**PROBLEM TO WORK ON**
Please retype the records below exactly, from the first line down to and including the line with "pub mod prelude".

Collected data

▼

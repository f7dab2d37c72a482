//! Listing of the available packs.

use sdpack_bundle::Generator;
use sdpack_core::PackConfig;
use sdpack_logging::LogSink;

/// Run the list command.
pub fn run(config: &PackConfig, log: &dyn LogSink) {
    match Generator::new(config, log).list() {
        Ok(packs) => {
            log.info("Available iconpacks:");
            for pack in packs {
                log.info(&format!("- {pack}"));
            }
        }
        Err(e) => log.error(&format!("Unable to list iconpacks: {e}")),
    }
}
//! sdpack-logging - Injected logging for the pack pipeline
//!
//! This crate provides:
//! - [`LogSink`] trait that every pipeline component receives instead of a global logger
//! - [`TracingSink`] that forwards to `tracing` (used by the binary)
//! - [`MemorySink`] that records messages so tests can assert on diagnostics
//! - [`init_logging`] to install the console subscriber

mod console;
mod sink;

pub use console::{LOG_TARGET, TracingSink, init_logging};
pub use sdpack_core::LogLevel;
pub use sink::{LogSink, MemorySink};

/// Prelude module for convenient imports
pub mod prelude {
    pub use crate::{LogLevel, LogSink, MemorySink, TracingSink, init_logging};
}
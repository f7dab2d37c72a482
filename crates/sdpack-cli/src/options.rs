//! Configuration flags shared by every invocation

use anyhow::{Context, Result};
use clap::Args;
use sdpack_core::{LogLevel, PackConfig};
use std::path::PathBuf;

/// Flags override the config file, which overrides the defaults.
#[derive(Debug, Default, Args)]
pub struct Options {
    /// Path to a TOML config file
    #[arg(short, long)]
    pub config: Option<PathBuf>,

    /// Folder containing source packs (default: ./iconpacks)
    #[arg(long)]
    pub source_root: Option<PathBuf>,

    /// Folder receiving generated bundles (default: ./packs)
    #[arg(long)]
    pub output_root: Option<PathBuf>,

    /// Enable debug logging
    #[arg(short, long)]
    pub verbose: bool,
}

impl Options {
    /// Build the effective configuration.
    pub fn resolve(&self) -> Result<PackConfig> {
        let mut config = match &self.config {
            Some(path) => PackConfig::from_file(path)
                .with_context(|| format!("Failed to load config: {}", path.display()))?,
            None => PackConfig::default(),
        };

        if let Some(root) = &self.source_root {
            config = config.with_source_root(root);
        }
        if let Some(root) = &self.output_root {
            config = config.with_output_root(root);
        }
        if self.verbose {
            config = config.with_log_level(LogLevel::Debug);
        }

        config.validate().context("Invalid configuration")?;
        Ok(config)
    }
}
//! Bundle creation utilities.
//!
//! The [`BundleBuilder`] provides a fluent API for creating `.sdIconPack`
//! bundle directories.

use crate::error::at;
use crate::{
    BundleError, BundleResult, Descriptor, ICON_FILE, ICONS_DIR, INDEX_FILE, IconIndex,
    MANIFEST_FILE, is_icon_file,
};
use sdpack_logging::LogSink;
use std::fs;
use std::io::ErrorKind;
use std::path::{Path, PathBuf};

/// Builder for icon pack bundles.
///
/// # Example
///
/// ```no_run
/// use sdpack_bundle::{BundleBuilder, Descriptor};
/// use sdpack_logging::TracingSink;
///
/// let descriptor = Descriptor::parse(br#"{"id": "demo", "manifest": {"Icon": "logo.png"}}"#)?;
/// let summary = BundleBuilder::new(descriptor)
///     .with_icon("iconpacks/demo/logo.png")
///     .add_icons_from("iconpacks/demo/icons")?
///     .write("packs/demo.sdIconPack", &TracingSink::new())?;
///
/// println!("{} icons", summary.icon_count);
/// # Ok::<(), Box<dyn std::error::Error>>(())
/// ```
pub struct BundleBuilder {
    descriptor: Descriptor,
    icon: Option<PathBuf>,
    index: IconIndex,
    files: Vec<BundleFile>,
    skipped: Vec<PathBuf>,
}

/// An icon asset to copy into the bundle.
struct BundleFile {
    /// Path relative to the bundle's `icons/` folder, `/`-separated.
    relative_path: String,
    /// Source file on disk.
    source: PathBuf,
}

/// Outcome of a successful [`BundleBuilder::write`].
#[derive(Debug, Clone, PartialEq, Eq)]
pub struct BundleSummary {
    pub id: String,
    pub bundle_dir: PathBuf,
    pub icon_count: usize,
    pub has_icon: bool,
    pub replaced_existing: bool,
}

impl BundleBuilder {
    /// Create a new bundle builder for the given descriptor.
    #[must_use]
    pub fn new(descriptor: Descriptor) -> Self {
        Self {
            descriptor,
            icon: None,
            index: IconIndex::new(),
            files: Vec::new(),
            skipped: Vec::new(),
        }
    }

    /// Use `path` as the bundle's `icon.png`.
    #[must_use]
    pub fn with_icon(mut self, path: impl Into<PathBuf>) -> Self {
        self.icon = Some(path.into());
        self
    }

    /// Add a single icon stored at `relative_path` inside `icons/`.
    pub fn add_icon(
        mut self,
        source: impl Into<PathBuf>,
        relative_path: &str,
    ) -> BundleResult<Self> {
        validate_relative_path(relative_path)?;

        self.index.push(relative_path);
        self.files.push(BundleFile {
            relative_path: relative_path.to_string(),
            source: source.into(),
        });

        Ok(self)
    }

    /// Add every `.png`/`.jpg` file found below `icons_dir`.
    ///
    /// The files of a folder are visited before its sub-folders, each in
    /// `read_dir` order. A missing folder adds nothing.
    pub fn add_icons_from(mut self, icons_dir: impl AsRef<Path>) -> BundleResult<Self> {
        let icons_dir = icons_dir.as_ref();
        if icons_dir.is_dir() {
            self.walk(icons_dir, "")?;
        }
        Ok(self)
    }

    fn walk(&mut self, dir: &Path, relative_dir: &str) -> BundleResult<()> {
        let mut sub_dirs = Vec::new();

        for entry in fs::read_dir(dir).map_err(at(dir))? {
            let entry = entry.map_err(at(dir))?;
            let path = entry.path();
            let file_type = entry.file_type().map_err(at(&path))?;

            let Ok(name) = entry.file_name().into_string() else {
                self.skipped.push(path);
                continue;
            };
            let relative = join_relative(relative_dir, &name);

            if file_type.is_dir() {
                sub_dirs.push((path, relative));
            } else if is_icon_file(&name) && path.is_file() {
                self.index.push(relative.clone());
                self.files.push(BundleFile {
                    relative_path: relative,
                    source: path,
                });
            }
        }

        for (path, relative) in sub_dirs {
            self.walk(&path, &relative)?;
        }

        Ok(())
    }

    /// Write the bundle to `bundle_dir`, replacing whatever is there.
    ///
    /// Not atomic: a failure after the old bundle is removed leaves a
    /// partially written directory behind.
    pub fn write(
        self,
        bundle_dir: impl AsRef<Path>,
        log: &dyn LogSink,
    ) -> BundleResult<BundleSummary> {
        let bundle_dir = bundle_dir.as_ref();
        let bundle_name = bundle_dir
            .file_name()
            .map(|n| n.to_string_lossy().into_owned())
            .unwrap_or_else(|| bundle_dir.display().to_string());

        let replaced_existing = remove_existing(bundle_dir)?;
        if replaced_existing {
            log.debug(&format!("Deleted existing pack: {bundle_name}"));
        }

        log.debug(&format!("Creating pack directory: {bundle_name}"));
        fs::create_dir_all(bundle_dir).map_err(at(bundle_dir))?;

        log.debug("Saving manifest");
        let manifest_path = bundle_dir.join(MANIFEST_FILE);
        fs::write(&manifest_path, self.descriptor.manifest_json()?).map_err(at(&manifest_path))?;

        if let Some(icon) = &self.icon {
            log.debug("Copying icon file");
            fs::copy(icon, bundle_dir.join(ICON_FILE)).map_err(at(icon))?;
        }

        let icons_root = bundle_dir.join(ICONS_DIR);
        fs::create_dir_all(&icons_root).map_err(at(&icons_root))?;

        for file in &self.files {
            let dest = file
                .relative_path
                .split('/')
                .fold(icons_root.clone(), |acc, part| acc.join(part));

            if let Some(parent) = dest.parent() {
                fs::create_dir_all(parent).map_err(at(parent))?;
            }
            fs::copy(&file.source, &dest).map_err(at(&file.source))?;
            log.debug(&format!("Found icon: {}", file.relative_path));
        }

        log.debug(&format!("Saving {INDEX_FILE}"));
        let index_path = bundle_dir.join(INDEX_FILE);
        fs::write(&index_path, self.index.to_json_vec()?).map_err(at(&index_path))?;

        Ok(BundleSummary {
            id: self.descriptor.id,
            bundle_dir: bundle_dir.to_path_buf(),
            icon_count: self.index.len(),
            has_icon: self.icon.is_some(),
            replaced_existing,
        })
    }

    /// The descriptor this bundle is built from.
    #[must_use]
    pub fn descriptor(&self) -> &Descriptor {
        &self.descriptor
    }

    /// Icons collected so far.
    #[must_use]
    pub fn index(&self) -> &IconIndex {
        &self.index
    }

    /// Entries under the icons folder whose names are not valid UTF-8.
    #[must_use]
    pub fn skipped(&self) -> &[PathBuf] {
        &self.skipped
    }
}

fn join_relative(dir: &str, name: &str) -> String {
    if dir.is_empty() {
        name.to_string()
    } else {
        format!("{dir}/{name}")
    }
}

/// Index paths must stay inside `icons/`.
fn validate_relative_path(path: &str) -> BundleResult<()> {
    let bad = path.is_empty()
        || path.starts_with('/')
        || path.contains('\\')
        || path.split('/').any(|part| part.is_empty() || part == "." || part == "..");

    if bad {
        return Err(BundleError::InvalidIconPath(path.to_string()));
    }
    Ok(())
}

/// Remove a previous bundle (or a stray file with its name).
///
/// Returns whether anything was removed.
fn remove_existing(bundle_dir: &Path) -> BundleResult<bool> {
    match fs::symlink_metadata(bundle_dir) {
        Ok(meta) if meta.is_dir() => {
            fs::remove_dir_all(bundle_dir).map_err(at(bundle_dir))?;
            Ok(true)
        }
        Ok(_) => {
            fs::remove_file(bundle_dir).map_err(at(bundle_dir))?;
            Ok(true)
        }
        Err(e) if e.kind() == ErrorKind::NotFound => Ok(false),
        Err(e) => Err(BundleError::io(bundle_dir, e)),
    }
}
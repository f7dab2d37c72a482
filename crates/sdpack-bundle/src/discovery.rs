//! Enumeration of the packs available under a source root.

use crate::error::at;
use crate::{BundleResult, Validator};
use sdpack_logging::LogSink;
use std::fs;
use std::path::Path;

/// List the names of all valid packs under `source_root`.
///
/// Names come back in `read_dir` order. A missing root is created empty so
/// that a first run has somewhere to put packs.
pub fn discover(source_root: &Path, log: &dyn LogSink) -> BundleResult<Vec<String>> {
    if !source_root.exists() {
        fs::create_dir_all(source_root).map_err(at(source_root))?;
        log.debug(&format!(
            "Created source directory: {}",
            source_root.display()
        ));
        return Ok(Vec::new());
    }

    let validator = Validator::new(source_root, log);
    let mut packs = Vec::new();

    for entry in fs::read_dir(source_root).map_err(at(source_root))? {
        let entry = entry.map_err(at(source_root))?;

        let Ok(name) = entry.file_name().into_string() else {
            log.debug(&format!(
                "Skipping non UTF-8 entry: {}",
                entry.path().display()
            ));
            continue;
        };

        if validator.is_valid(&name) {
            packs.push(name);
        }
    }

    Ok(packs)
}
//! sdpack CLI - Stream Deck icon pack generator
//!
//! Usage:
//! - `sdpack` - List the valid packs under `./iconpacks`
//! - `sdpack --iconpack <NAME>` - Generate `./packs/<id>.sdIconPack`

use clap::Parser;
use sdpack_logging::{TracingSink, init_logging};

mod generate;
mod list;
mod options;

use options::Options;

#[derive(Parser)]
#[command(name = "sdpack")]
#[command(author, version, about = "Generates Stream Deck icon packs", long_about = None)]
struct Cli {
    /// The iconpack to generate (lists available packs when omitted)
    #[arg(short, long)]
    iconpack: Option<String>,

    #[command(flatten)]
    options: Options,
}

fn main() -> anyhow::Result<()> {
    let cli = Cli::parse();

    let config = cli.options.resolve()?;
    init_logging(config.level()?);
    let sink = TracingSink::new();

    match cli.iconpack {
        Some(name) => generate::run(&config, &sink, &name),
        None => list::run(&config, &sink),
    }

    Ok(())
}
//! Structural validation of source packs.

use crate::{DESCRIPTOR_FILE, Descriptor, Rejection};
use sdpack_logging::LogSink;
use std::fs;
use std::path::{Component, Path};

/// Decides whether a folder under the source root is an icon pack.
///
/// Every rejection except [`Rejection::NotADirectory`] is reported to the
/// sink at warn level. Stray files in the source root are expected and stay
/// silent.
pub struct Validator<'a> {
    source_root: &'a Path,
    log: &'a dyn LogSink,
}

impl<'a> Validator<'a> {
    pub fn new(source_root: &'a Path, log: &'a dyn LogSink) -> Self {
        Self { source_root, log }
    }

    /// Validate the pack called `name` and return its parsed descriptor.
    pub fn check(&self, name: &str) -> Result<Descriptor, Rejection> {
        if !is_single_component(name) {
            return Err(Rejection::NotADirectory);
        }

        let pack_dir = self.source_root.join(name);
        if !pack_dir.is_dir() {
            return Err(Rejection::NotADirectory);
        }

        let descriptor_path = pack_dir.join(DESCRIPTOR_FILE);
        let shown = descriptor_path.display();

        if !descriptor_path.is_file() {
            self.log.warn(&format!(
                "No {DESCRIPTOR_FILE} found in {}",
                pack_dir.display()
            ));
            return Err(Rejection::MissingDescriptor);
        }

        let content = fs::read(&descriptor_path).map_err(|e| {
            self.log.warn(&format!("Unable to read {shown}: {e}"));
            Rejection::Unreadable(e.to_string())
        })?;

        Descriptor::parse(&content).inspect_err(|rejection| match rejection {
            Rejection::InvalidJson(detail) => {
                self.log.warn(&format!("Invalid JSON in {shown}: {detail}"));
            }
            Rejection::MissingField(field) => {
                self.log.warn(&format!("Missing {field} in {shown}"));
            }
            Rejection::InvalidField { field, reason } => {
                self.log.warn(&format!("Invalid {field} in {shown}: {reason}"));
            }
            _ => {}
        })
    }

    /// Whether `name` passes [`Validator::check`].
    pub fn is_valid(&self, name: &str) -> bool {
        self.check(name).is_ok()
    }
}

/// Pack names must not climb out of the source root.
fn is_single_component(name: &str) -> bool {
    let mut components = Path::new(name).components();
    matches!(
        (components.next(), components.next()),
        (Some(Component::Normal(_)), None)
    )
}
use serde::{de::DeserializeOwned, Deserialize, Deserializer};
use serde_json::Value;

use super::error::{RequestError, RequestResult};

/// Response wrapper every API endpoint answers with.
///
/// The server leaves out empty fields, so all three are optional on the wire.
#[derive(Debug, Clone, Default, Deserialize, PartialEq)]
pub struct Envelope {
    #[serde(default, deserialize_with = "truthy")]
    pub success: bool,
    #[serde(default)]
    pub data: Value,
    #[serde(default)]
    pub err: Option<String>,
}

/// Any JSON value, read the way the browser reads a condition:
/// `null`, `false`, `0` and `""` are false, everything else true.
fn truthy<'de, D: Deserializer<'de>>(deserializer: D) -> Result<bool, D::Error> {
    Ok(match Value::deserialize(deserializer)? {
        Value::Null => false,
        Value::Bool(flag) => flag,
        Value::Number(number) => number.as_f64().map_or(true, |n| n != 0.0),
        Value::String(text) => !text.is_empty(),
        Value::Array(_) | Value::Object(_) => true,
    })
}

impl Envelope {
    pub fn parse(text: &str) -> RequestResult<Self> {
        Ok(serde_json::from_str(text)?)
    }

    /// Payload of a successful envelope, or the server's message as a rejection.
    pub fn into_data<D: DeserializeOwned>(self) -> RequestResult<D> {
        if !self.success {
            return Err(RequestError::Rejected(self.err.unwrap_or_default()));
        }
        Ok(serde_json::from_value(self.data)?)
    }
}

▲

**EXERCISE SOLUTION**
repository f7dab2d37c72a482
//! Listing of the available packs.

use sdpack_bundle::Generator;
use sdpack_core::PackConfig;
use sdpack_logging::LogSink;

/// Run the list command.
pub fn run(config: &PackConfig, log: &dyn LogSink) {
    match Generator::new(config, log).list() {
        Ok(packs) => {
            log.info("Available iconpacks:");
            for pack in packs {
                log.info(&format!("- {pack}"));
            }
        }
        Err(e) => log.error(&format!("Unable to list iconpacks: {e}")),
    }
}
//! sdpack-logging - Injected logging for the pack pipeline
//!
//! This crate provides:
//! - [`LogSink`] trait that every pipeline component receives instead of a global logger
//! - [`TracingSink`] that forwards to `tracing` (used by the binary)
//! - [`MemorySink`] that records messages so tests can assert on diagnostics
//! - [`init_logging`] to install the console subscriber

mod console;
mod sink;

pub use console::{LOG_TARGET, TracingSink, init_logging};
pub use sdpack_core::LogLevel;
pub use sink::{LogSink, MemorySink};

/// Prelude module for convenient imports
pub mod prelude {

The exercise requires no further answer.